**What needs to be done**
From the records that follow, copy every line in which "caller" appears.

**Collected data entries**
————————
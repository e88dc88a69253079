use std::path::{Path, PathBuf};

use reelmark_media::resolve::MediaSettings;
use serde::Deserialize;
use thiserror::Error;
use tracing::info;

use crate::cli::Cli;

pub const DEFAULT_CONFIG_FILE: &str = "reelmark.toml";

#[derive(Debug, Error)]
pub enum ConfigError {
    #[error("failed to read config {path}: {source}")]
    Read {
        path: PathBuf,
        #[source]
        source: std::io::Error,
    },
    #[error("failed to parse config {path}: {source}")]
    Parse {
        path: PathBuf,
        #[source]
        source: toml::de::Error,
    },
}

#[derive(Debug, Clone, Default, PartialEq, Deserialize)]
#[serde(default, deny_unknown_fields)]
pub struct FileConfig {
    pub catalog: Option<PathBuf>,
    pub media: MediaSettings,
}

impl FileConfig {
    pub fn from_toml_str(raw: &str) -> Result<Self, toml::de::Error> {
        toml::from_str(raw)
    }

    /// Reads a config file. Relative paths inside it are taken relative to
    /// the file's own directory.
    pub fn load(path: &Path) -> Result<Self, ConfigError> {
        let raw = std::fs::read_to_string(path).map_err(|source| ConfigError::Read {
            path: path.to_path_buf(),
            source,
        })?;
        let mut config = Self::from_toml_str(&raw).map_err(|source| ConfigError::Parse {
            path: path.to_path_buf(),
            source,
        })?;

        let base = path.parent().unwrap_or_else(|| Path::new(""));
        if let Some(catalog) = config.catalog.take() {
            config.catalog = Some(rebase(base, catalog));
        }
        config.media.root = rebase(base, std::mem::take(&mut config.media.root));
        Ok(config)
    }
}

fn rebase(base: &Path, path: PathBuf) -> PathBuf {
    if path.is_absolute() {
        path
    } else {
        base.join(path)
    }
}

#[derive(Debug, Clone, PartialEq)]
pub struct Settings {
    pub catalog: Option<PathBuf>,
    pub media: MediaSettings,
}

impl Settings {
    /// Config file first, command line on top.
    pub fn resolve(cli: &Cli) -> Result<Self, ConfigError> {
        let file = match &cli.config {
            Some(path) => FileConfig::load(path)?,
            None => {
                let default = Path::new(DEFAULT_CONFIG_FILE);
                if default.is_file() {
                    FileConfig::load(default)?
                } else {
                    FileConfig::default()
                }
            }
        };
        let settings = Self::merge(file, cli);
        info!(
            catalog = ?settings.catalog,
            assets = %settings.media.root.display(),
            extension = settings.media.extension(),
            "settings resolved"
        );
        Ok(settings)
    }

    pub fn merge(file: FileConfig, cli: &Cli) -> Self {
        let mut media = file.media;
        if let Some(root) = &cli.assets {
            media.root = root.clone();
        }
        if let Some(ext) = &cli.extension {
            media.extension = ext.clone();
        }
        Self {
            catalog: cli.catalog.clone().or(file.catalog),
            media,
        }
    }
}
use egui::vec2;

pub const PREVIEW_MAX_SIZE: egui::Vec2 = vec2(960.0, 540.0);
pub const INSPECTOR_LABEL_WIDTH: f32 = 80.0;
pub const PREVIEW_IMAGE_EXTENSIONS: &[&str] = &["gif", "png", "jpg", "jpeg", "webp"];
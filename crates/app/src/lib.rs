pub mod assets;
pub mod catalog_file;
pub mod cli;
pub mod config;
pub mod logging;

use std::path::{Path, PathBuf};

use reelmark_media::import::{coverage, Coverage};
use reelmark_media::metadata::AssetMetadata;
use reelmark_media::preview::{preview_for, PreviewState};
use reelmark_media::resolve::MediaResolver;
use reelmark_state::catalog::Catalog;
use reelmark_state::project::{AppState, Interaction};
use reelmark_ui::browser::BrowserAction;
use reelmark_ui::MediaLookup;
use thiserror::Error;
use tracing::{error, info, warn};

use crate::assets::AssetIndex;
use crate::catalog_file::{demo_catalog, load_catalog, CatalogLoadError};
use crate::cli::Cli;
use crate::config::{ConfigError, Settings};

#[derive(Debug, Error)]
pub enum StartupError {
    #[error(transparent)]
    Config(#[from] ConfigError),
    #[error(transparent)]
    Catalog(#[from] CatalogLoadError),
}

pub fn startup(cli: &Cli) -> Result<(Settings, Catalog), StartupError> {
    let settings = Settings::resolve(cli)?;
    let catalog = match &settings.catalog {
        Some(path) => load_catalog(path)?,
        None => {
            info!("no catalog given, using the bundled demo catalog");
            demo_catalog()?
        }
    };
    Ok((settings, catalog))
}

/// Loads `path` into `state`. A failed load keeps the current catalog and
/// returns the message for the browser panel.
fn reload_catalog(state: &mut AppState, path: &Path) -> Option<String> {
    match load_catalog(path) {
        Ok(catalog) => {
            state.replace_catalog(catalog);
            None
        }
        Err(err) => {
            error!("{err}");
            Some(err.to_string())
        }
    }
}

pub struct ViewerApp {
    state: AppState,
    resolver: MediaResolver,
    assets: AssetIndex,
    last_missing: Option<PathBuf>,
    load_error: Option<String>,
}

impl ViewerApp {
    pub fn new(cc: &eframe::CreationContext<'_>, settings: Settings, catalog: Catalog) -> Self {
        reelmark_ui::theme::apply_theme(&cc.egui_ctx);
        egui_extras::install_image_loaders(&cc.egui_ctx);

        let ctx = cc.egui_ctx.clone();
        let assets = AssetIndex::new(settings.media.clone(), move || ctx.request_repaint());
        Self {
            state: AppState::new(catalog),
            resolver: MediaResolver::new(settings.media),
            assets,
            last_missing: None,
            load_error: None,
        }
    }

    fn open_catalog(&mut self, path: &Path) {
        self.load_error = reload_catalog(&mut self.state, path);
    }

    /// Probes the selected clip and reports a miss once per attempted path.
    fn refresh_selected_asset(&mut self) {
        let (path, exists) = match preview_for(&self.state, &self.resolver).asset() {
            Some(asset) => (asset.path.clone(), asset.exists),
            None => {
                self.last_missing = None;
                return;
            }
        };
        if exists {
            self.last_missing = None;
            self.assets.ensure_metadata(&path);
        } else if self.last_missing.as_ref() != Some(&path) {
            warn!(path = %path.display(), "preview clip not found");
            self.last_missing = Some(path);
        }
    }
}

struct Lookup<'a> {
    resolver: &'a MediaResolver,
    assets: &'a AssetIndex,
}

impl MediaLookup for Lookup<'_> {
    fn preview<'s>(&self, state: &'s AppState) -> PreviewState<'s> {
        preview_for(state, self.resolver)
    }

    fn metadata(&self, path: &Path) -> Option<&AssetMetadata> {
        self.assets.metadata(path)
    }

    fn coverage(&self, state: &AppState) -> Option<Coverage> {
        let entry = state.active_entry()?;
        let active = state.active()?;
        Some(coverage(
            entry.media_prefix(),
            &active.normalized.events,
            self.assets.assets(),
        ))
    }
}

impl eframe::App for ViewerApp {
    fn update(&mut self, ctx: &egui::Context, _frame: &mut eframe::Frame) {
        self.assets.poll();

        let action = egui::SidePanel::left("browser_panel")
            .width_range(180.0..=600.0)
            .default_width(280.0)
            .show(ctx, |ui| {
                let lookup = Lookup {
                    resolver: &self.resolver,
                    assets: &self.assets,
                };
                reelmark_ui::browser::browser_panel(
                    ui,
                    &self.state,
                    &lookup,
                    self.load_error.as_deref(),
                )
            })
            .inner;

        match action {
            BrowserAction::None => {}
            BrowserAction::SwitchEntry(name) => {
                self.state.apply(Interaction::SwitchEntry(name));
            }
            BrowserAction::OpenCatalog(path) => self.open_catalog(&path),
        }

        let payload = egui::TopBottomPanel::bottom("timeline_panel")
            .resizable(true)
            .height_range(120.0..=320.0)
            .default_height(190.0)
            .show(ctx, |ui| reelmark_ui::timeline::timeline_panel(ui, &self.state))
            .inner;
        // The timeline was painted with the old selection; paint again so the
        // outline follows the click.
        if self.state.apply(Interaction::Frame { payload }) {
            ctx.request_repaint();
        }
        self.refresh_selected_asset();

        let lookup = Lookup {
            resolver: &self.resolver,
            assets: &self.assets,
        };

        egui::SidePanel::right("inspector_panel")
            .width_range(200.0..=500.0)
            .default_width(280.0)
            .show(ctx, |ui| {
                reelmark_ui::inspector::inspector_panel(ui, &self.state, &lookup);
            });

        egui::CentralPanel::default().show(ctx, |ui| {
            reelmark_ui::preview::preview_panel(ui, &self.state, &lookup);
        });
    }
}

#[cfg(test)]
mod tests {
    use super::*;

    #[test]
    fn failed_reload_keeps_catalog_and_reports() {
        let dir = tempfile::tempdir().unwrap();
        let mut state = AppState::new(demo_catalog().unwrap());
        let before = state.catalog().len();

        let broken = dir.path().join("broken.json");
        std::fs::write(&broken, "{ not json").unwrap();
        let message = reload_catalog(&mut state, &broken).unwrap();
        assert!(message.contains("broken.json"), "{message}");
        assert_eq!(state.catalog().len(), before);

        let missing = reload_catalog(&mut state, &dir.path().join("absent.json"));
        assert!(missing.is_some());

        let good = dir.path().join("good.json");
        std::fs::write(&good, r#"{"entries": [{"name": "Solo", "duration": "00:30"}]}"#).unwrap();
        assert_eq!(reload_catalog(&mut state, &good), None);
        assert_eq!(state.active_entry().map(|e| e.name.as_str()), Some("Solo"));
    }
}
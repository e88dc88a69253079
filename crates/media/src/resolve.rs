use std::path::{Path, PathBuf};

use reelmark_state::catalog::CatalogEntry;
use reelmark_state::event::{EventId, NormalizedCatalog, NormalizedEvent};
use serde::{Deserialize, Serialize};
use thiserror::Error;

pub const DEFAULT_ASSET_ROOT: &str = "gif_cache";
pub const DEFAULT_EXTENSION: &str = "gif";

/// Answers whether a resolved asset is actually there. The resolver never
/// reads asset bytes itself.
pub trait AssetStore {
    fn exists(&self, path: &Path) -> bool;
}

#[derive(Debug, Clone, Copy, Default)]
pub struct FsAssetStore;

impl AssetStore for FsAssetStore {
    fn exists(&self, path: &Path) -> bool {
        path.is_file()
    }
}

#[derive(Debug, Clone, PartialEq, Eq, Serialize, Deserialize)]
#[serde(default)]
pub struct MediaSettings {
    pub root: PathBuf,
    pub extension: String,
}

impl Default for MediaSettings {
    fn default() -> Self {
        Self {
            root: PathBuf::from(DEFAULT_ASSET_ROOT),
            extension: DEFAULT_EXTENSION.to_string(),
        }
    }
}

impl MediaSettings {
    pub fn extension(&self) -> &str {
        self.extension.trim().trim_start_matches('.')
    }
}

#[derive(Debug, Clone, PartialEq, Eq)]
pub struct ResolvedAsset {
    pub path: PathBuf,
    pub exists: bool,
}

impl ResolvedAsset {
    pub fn file_name(&self) -> String {
        self.path
            .file_name()
            .map(|n| n.to_string_lossy().to_string())
            .unwrap_or_default()
    }
}

#[derive(Debug, Clone, PartialEq, Eq, Error)]
pub enum ResolveError {
    #[error("placeholder rows have no media")]
    Placeholder,
    #[error("event {0} is not part of this entry")]
    UnknownEvent(EventId),
}

pub fn asset_file_name(prefix: &str, id: EventId, preview_seconds: u32, extension: &str) -> String {
    format!("{prefix}_evt_{}_{preview_seconds}s.{extension}", id.0)
}

#[derive(Debug, Clone)]
pub struct MediaResolver<S = FsAssetStore> {
    settings: MediaSettings,
    store: S,
}

impl MediaResolver<FsAssetStore> {
    pub fn new(settings: MediaSettings) -> Self {
        Self::with_store(settings, FsAssetStore)
    }
}

impl<S: AssetStore> MediaResolver<S> {
    pub fn with_store(settings: MediaSettings, store: S) -> Self {
        Self { settings, store }
    }

    pub fn settings(&self) -> &MediaSettings {
        &self.settings
    }

    pub fn store(&self) -> &S {
        &self.store
    }

    pub fn file_name(&self, entry: &CatalogEntry, event: &NormalizedEvent) -> String {
        asset_file_name(
            entry.media_prefix(),
            event.id,
            event.preview,
            self.settings.extension(),
        )
    }

    /// `{root}/{prefix}_evt_{id}_{preview}s.{ext}`. On a miss the attempted path
    /// is still returned so the caller can show it.
    pub fn resolve(
        &self,
        entry: &CatalogEntry,
        event: &NormalizedEvent,
    ) -> Result<ResolvedAsset, ResolveError> {
        if event.is_placeholder() {
            return Err(ResolveError::Placeholder);
        }
        let path = self.settings.root.join(self.file_name(entry, event));
        let exists = self.store.exists(&path);
        Ok(ResolvedAsset { path, exists })
    }

    pub fn resolve_id(
        &self,
        entry: &CatalogEntry,
        events: &NormalizedCatalog,
        id: EventId,
    ) -> Result<ResolvedAsset, ResolveError> {
        if id.is_placeholder() {
            return Err(ResolveError::Placeholder);
        }
        let event = events.get(id).ok_or(ResolveError::UnknownEvent(id))?;
        self.resolve(entry, event)
    }
}

#[cfg(test)]
mod tests {
    use std::collections::HashSet;

    use reelmark_state::catalog::RawEvent;
    use reelmark_state::event::normalize_with_report;
    use reelmark_state::level::Level;

    use super::*;

    struct KnownPaths(HashSet<PathBuf>);

    impl AssetStore for KnownPaths {
        fn exists(&self, path: &Path) -> bool {
            self.0.contains(path)
        }
    }

    fn entry() -> CatalogEntry {
        let mut entry = CatalogEntry::new("Test Game", "00:05:00").with_event(RawEvent::new(
            "00:01:00",
            "00:02:00",
            Level::Medium,
            "00:01:30",
        ));
        entry.media_prefix = Some("TG".to_string());
        entry
    }

    #[test]
    fn builds_the_documented_template() {
        let entry = entry();
        let events = normalize_with_report(&entry);
        let resolver = MediaResolver::with_store(
            MediaSettings::default(),
            KnownPaths(HashSet::new()),
        );

        let asset = resolver.resolve_id(&entry, &events, EventId(0)).unwrap();
        assert_eq!(asset.path, Path::new("gif_cache").join("TG_evt_0_90s.gif"));
        assert_eq!(asset.file_name(), "TG_evt_0_90s.gif");
        assert!(!asset.exists);
    }

    #[test]
    fn resolution_is_deterministic() {
        let entry = entry();
        let events = normalize_with_report(&entry);
        let resolver = MediaResolver::new(MediaSettings::default());
        let a = resolver.resolve_id(&entry, &events, EventId(0)).unwrap();
        let b = resolver.resolve_id(&entry, &events, EventId(0)).unwrap();
        assert_eq!(a, b);
    }

    #[test]
    fn existence_comes_from_the_store() {
        let entry = entry();
        let events = normalize_with_report(&entry);
        let settings = MediaSettings {
            root: PathBuf::from("video_cache"),
            extension: ".mp4".to_string(),
        };
        let expected = PathBuf::from("video_cache/TG_evt_0_90s.mp4");
        let resolver =
            MediaResolver::with_store(settings, KnownPaths(HashSet::from([expected.clone()])));

        let asset = resolver.resolve_id(&entry, &events, EventId(0)).unwrap();
        assert_eq!(asset, ResolvedAsset { path: expected, exists: true });
    }

    #[test]
    fn placeholders_and_unknown_ids_do_not_resolve() {
        let entry = entry();
        let events = normalize_with_report(&entry);
        let resolver = MediaResolver::new(MediaSettings::default());

        assert_eq!(
            resolver.resolve_id(&entry, &events, EventId::PLACEHOLDER),
            Err(ResolveError::Placeholder)
        );
        assert_eq!(
            resolver.resolve_id(&entry, &events, EventId(9)),
            Err(ResolveError::UnknownEvent(EventId(9)))
        );
        let filler = events.placeholder(Level::Low).unwrap();
        assert_eq!(resolver.resolve(&entry, filler), Err(ResolveError::Placeholder));
    }

    #[test]
    fn default_prefix_is_the_first_word() {
        let entry = CatalogEntry::new("Red Dead Redemption 2", "01:00:00")
            .with_event(RawEvent::new("07:30", "11:23", Level::High, "09:29"));
        let events = normalize_with_report(&entry);
        let resolver = MediaResolver::new(MediaSettings::default());
        let asset = resolver.resolve_id(&entry, &events, EventId(0)).unwrap();
        assert_eq!(asset.file_name(), "Red_evt_0_569s.gif");
    }

    #[test]
    fn filesystem_store_sees_real_files() {
        let dir = tempfile::tempdir().unwrap();
        let path = dir.path().join("clip.gif");
        assert!(!FsAssetStore.exists(&path));
        std::fs::write(&path, b"GIF89a").unwrap();
        assert!(FsAssetStore.exists(&path));
        assert!(!FsAssetStore.exists(dir.path()));
    }
}
mod interaction;
mod layout;
mod rendering;

use egui::{vec2, Rect, Sense};
use reelmark_state::project::AppState;
use reelmark_state::timeline::InteractionPayload;
use tracing::debug;

use crate::theme;

use layout::*;
use rendering::*;

/// Draws the severity timeline for the active entry. Returns the payload of
/// the bar clicked during this pass, if any; the caller feeds it to the state.
pub fn timeline_panel(ui: &mut egui::Ui, state: &AppState) -> Option<InteractionPayload> {
    ui.set_min_width(0.0);
    ui.set_min_height(0.0);

    let Some(active) = state.active() else {
        ui.colored_label(theme::TEXT_DIM, "Open a catalog to see its timeline");
        return None;
    };
    let model = &active.model;

    let available = ui.available_rect_before_wrap();
    let content_height = RULER_HEIGHT + model.rows.len() as f32 * (ROW_HEIGHT + ROW_GAP);
    let timeline_rect =
        Rect::from_min_size(available.min, vec2(available.width(), content_height));
    ui.allocate_rect(timeline_rect, Sense::hover());

    let geometry = TimelineGeometry {
        content_left: timeline_rect.min.x + ROW_HEADER_WIDTH,
        content_width: (timeline_rect.width() - ROW_HEADER_WIDTH - 8.0).max(0.0),
        rows_top: timeline_rect.min.y + RULER_HEIGHT,
        duration: model.duration(),
    };

    let painter = ui.painter_at(timeline_rect);
    draw_ruler(&painter, &geometry, timeline_rect.min.y);
    draw_rows(&painter, &geometry, &model.rows, timeline_rect.min.x);

    let selection = state.selection();
    let selected_level = state.tracker().selected_level();
    let mut clicked = None;

    for (bar_index, bar) in model.bars.iter().enumerate() {
        let Some(rect) = geometry.bar_rect(model, bar) else {
            continue;
        };
        let response = interaction::bar_response(ui, rect, active.index, bar_index)
            .on_hover_text(interaction::hover_text(bar));
        let is_selected = selection.is_selected(bar.id())
            && (!bar.is_placeholder() || selected_level == Some(bar.level));
        draw_bar(&painter, rect, bar, is_selected, response.hovered());

        if response.clicked() {
            debug!(id = %bar.id(), level = %bar.level, "interval clicked");
            clicked = Some(bar.payload);
        }
    }

    draw_domain_end(
        &painter,
        &geometry,
        timeline_rect.min.y,
        geometry.rows_bottom(model.rows.len()),
    );

    clicked
}
pub mod browser;
pub mod constants;
pub mod inspector;
pub mod preview;
pub mod theme;
pub mod timeline;

use std::path::Path;

use reelmark_media::import::Coverage;
use reelmark_media::metadata::AssetMetadata;
use reelmark_media::preview::PreviewState;
use reelmark_state::project::AppState;

/// Media-side answers the panels need but must not compute themselves.
pub trait MediaLookup {
    fn preview<'a>(&self, state: &'a AppState) -> PreviewState<'a>;
    fn metadata(&self, path: &Path) -> Option<&AssetMetadata>;
    fn coverage(&self, state: &AppState) -> Option<Coverage>;
}
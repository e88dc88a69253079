use std::path::PathBuf;

use clap::Parser;

#[derive(Debug, Clone, Default, Parser)]
#[command(
    name = "reelmark",
    version,
    about = "Browse tagged intervals of playthrough recordings and preview their clips"
)]
pub struct Cli {
    /// Catalog JSON file. The bundled demo catalog is used when omitted.
    #[arg(long)]
    pub catalog: Option<PathBuf>,

    /// TOML config file. Defaults to ./reelmark.toml when present.
    #[arg(long)]
    pub config: Option<PathBuf>,

    /// Directory holding the preview clips.
    #[arg(long = "assets")]
    pub assets: Option<PathBuf>,

    /// Preview clip extension, e.g. gif or mp4.
    #[arg(long = "ext")]
    pub extension: Option<String>,

    /// Log at debug level unless RUST_LOG says otherwise.
    #[arg(short, long)]
    pub verbose: bool,
}
use std::path::Path;

use reelmark_media::preview::PreviewState;
use reelmark_state::project::AppState;

use crate::constants;
use crate::theme;
use crate::MediaLookup;

pub fn preview_panel(ui: &mut egui::Ui, state: &AppState, media: &dyn MediaLookup) {
    let available = ui.available_size();

    match media.preview(state) {
        PreviewState::Hint => centered(ui, available.y, |ui| {
            ui.colored_label(
                theme::TEXT_DIM,
                "Click a colored interval on the timeline to preview its clip",
            );
        }),
        PreviewState::NoEventInBand(level) => centered(ui, available.y, |ui| {
            ui.colored_label(
                theme::TEXT_PRIMARY,
                format!("No {} events in this recording", level.label().to_lowercase()),
            );
            ui.colored_label(theme::TEXT_DIM, "This row is shown so every severity is visible");
        }),
        PreviewState::Missing { asset, .. } => centered(ui, available.y, |ui| {
            ui.colored_label(theme::ERROR, "Clip not found");
            ui.label(egui::RichText::new(asset.path.display().to_string()).monospace());
        }),
        PreviewState::Ready { event, asset } => {
            ui.vertical_centered(|ui| {
                if is_displayable(&asset.path) {
                    let max = available.min(constants::PREVIEW_MAX_SIZE);
                    ui.add(
                        egui::Image::from_uri(file_uri(&asset.path))
                            .max_size(max)
                            .maintain_aspect_ratio(true),
                    );
                } else {
                    ui.colored_label(theme::TEXT_DIM, "Open this clip in an external player:");
                }
                ui.add_space(4.0);
                ui.colored_label(
                    theme::TEXT_DIM,
                    format!("Event {}: {}", event.id, asset.path.display()),
                );
            });
        }
    }
}

fn centered(ui: &mut egui::Ui, height: f32, add_contents: impl FnOnce(&mut egui::Ui)) {
    ui.vertical_centered(|ui| {
        ui.add_space((height / 2.0 - 30.0).max(0.0));
        add_contents(ui);
    });
}

fn is_displayable(path: &Path) -> bool {
    path.extension()
        .and_then(|e| e.to_str())
        .is_some_and(|ext| {
            constants::PREVIEW_IMAGE_EXTENSIONS.contains(&ext.to_lowercase().as_str())
        })
}

fn file_uri(path: &Path) -> String {
    let abs = std::fs::canonicalize(path).unwrap_or_else(|_| path.to_path_buf());
    format!("file://{}", abs.display())
}

#[cfg(test)]
mod tests {
    use super::*;

    #[test]
    fn only_image_formats_are_painted_inline() {
        assert!(is_displayable(Path::new("gif_cache/Red_evt_0_569s.gif")));
        assert!(is_displayable(Path::new("x/Y_evt_1_2s.GIF")));
        assert!(!is_displayable(Path::new("video_cache/Red_evt_0_569s.mp4")));
        assert!(!is_displayable(Path::new("no_extension")));
    }
}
————————
**Written answer**
    /// is still returned so the caller can show it.
/// the bar clicked during this pass, if any; the caller feeds it to the state.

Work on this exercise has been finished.